Son raisonnement est simple: la civilisation occidentale a certes commis des fautes; elle a, comme tous les régimes, du sang sur les mains. Mais ses fautes, elle sait les reconnaître et prendre des mesures pour ne pas les reproduire. Il y a eu la colonisation, certes, mais il y a eu la décolonisation. L’Europe a enfanté le nazisme et le stalinisme, certes, mais elle a su leur mettre un terme et les condamner.

L’Europe a persécuté les juifs, certes, mais elle a su, ensuite, combattre l’antisémitisme. Quelle autre civilisation est-elle capable de se remettre ainsi en question et de corriger ses erreurs?

On pourrait poursuivre le raisonnement de Bruckner dans d’autres domaines: notre civilisation technique a inventé mille façons de polluer la terre et l’eau; mais elle a aussi entrepris l’épuration des eaux, elle a inventé le catalyseur, elle a développé des énergies propres. Notre civilisation a inventé le capitalisme et son potentiel d’enrichissement individuel; mais elle a aussi inventé des régimes sociaux qui protègent les plus faibles.

C’est que notre civilisation occidentale ose le doute. Dans ce sens, le protestantisme peut s’honorer d’une contribution fondamentale à notre identité: en mettant en doute l’autorité de l’Eglise, la Réforme a semé dans le terreau européen le germe de la remise en question universelle.

Il existe un lien direct entre ce mouvement religieux et le développement de la démocratie, au fil des siècles. Suffrage universel, liberté d’expression, liberté de la presse sont toutes les acquisitions d’une civilisation qui considère que les certitudes méritent constamment d’être contestées et vérifiées.
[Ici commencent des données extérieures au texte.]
//! Bounded text rendering of retrieval results for prompt assembly.

use crate::retrieval::retriever::RetrievalResult;
use crate::status::SearchStatus;
use serde::Serialize;

/// Ordered, size-limited block of relevant scenes.
#[derive(Debug, Clone, PartialEq, Serialize)]
pub struct ContextBundle {
    pub text: String,
    /// Number of results rendered into `text`
    pub included: usize,
    pub status: SearchStatus,
}

impl ContextBundle {
    /// A bundle with no content, carrying the reason.
    pub fn empty(status: SearchStatus) -> Self {
        Self {
            text: String::new(),
            included: 0,
            status,
        }
    }

    /// Render results best-first until the next one would exceed `char_budget`.
    ///
    /// The first result is always included, cut down to the budget if needed, so a
    /// successful search never comes back empty-handed because of one long scene.
    pub fn assemble(results: &[RetrievalResult], char_budget: usize) -> Self {
        if results.is_empty() {
            return Self::empty(SearchStatus::NoMatches);
        }

        let mut text = String::new();
        let mut used = 0;
        let mut included = 0;

        for result in results {
            let entry = render_entry(result);
            let entry_chars = entry.chars().count();

            if used + entry_chars > char_budget {
                if included == 0 {
                    text.extend(entry.chars().take(char_budget));
                    included = 1;
                }
                break;
            }

            text.push_str(&entry);
            used += entry_chars;
            included += 1;
        }

        Self {
            text: text.trim_end().to_string(),
            included,
            status: SearchStatus::Matches { count: included },
        }
    }

    pub fn is_empty(&self) -> bool {
        self.included == 0
    }
}

fn render_entry(result: &RetrievalResult) -> String {
    let heading = result.metadata.heading.as_deref().unwrap_or("(untitled scene)");
    format!(
        "Scene {}: {} (similarity {:.2})\n{}\n\n",
        result.metadata.sequence_number, heading, result.similarity, result.chunk_text
    )
}

#[cfg(test)]
mod tests {
    use super::*;
    use scribe_ai_context::ChunkMetadata;

    fn result(sequence_number: usize, heading: &str, text: &str, similarity: f32) -> RetrievalResult {
        RetrievalResult {
            id: format!("scene-{sequence_number}"),
            chunk_text: text.to_string(),
            metadata: ChunkMetadata {
                sequence_number,
                heading: Some(heading.to_string()),
                line_range: (0, 1),
                has_character_line: false,
                has_dialogue_line: false,
                has_action_line: true,
                characters: Vec::new(),
                word_count: text.split_whitespace().count(),
            },
            distance: 2.0 * (1.0 - similarity),
            similarity,
        }
    }

    #[test]
    fn test_assemble_renders_in_order() {
        let results = vec![
            result(3, "EXT. PIER - NIGHT", "Rain hammers the boats.", 0.91),
            result(1, "INT. TAVERN - NIGHT", "Fog at the windows.", 0.42),
        ];
        let bundle = ContextBundle::assemble(&results, 10_000);

        assert_eq!(bundle.included, 2);
        assert_eq!(bundle.status, SearchStatus::Matches { count: 2 });
        assert!(bundle.text.starts_with("Scene 3: EXT. PIER - NIGHT (similarity 0.91)\n"));
        let pier = bundle.text.find("Rain hammers").unwrap();
        let tavern = bundle.text.find("Fog at").unwrap();
        assert!(pier < tavern);
    }

    #[test]
    fn test_assemble_respects_budget() {
        let results = vec![
            result(1, "INT. A - DAY", &"a".repeat(50), 0.9),
            result(2, "INT. B - DAY", &"b".repeat(50), 0.8),
        ];
        let first_len = render_entry(&results[0]).chars().count();
        let bundle = ContextBundle::assemble(&results, first_len + 10);

        assert_eq!(bundle.included, 1);
        assert!(!bundle.text.contains('b'.to_string().repeat(50).as_str()));
        assert!(bundle.text.chars().count() <= first_len + 10);
    }

    #[test]
    fn test_oversized_first_result_is_truncated() {
        let results = vec![result(1, "INT. A - DAY", &"x".repeat(500), 0.9)];
        let bundle = ContextBundle::assemble(&results, 100);

        assert_eq!(bundle.included, 1);
        assert!(bundle.text.chars().count() <= 100);
        assert!(bundle.text.starts_with("Scene 1"));
    }

    #[test]
    fn test_no_results_is_no_matches() {
        let bundle = ContextBundle::assemble(&[], 1000);
        assert!(bundle.is_empty());
        assert_eq!(bundle.status, SearchStatus::NoMatches);
        assert_eq!(bundle.status.to_string(), "no relevant matches found");
    }
}
pub mod context_bundle;
pub mod index_manager;
pub mod query_cache;
pub mod registry;
pub mod retriever;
Dans un régime totalitaire, à quoi sert la démocratie, puisqu’il n’y a qu’une vérité, et que le gouvernement la connaît?

Faut-il rappeler que le doute est à la base de toute démarche scientifique. Une affirmation scientifique comporte toujours sa propre mise en doute et ses propres limites, qui vont constituer le moteur d’une recherche ultérieure.

Ce qui est vrai pour les sciences dures l’est aussi pour les sciences humaines: lorsque celles-ci prétendent à la certitude, elles sombrent dans l’idéologie. Que les sciences se soient développées essentiellement dans la civilisation occidentale n’est pas un hasard, puisque l’attitude de questionnement permanent fait partie de l’identité même de cette civilisation.

En réalité, tous les combats du libéralisme - qu’il s’agisse des libertés individuelles, de la liberté du commerce, de la liberté de la recherche – sont fondés sur l’acceptation d’une incertitude: il se pourrait qu’un autre sache mieux, qu’un autre fasse mieux. Cette chance que le doute donne au «mieux» constitue le moteur de notre développement occidental.

Il est devenu politiquement incorrect de prétendre qu’une civilisation ou un régime politique vaut mieux qu’un autre. Nous sommes cependant légitimés à considérer que tous les intégrismes politiques ou religieux, qui ignorent le doute, plombent le développement des sociétés qui s’en réclament. Et Bruckner a raison: l’Occident ne peut porter la culpabilité de leur impasse.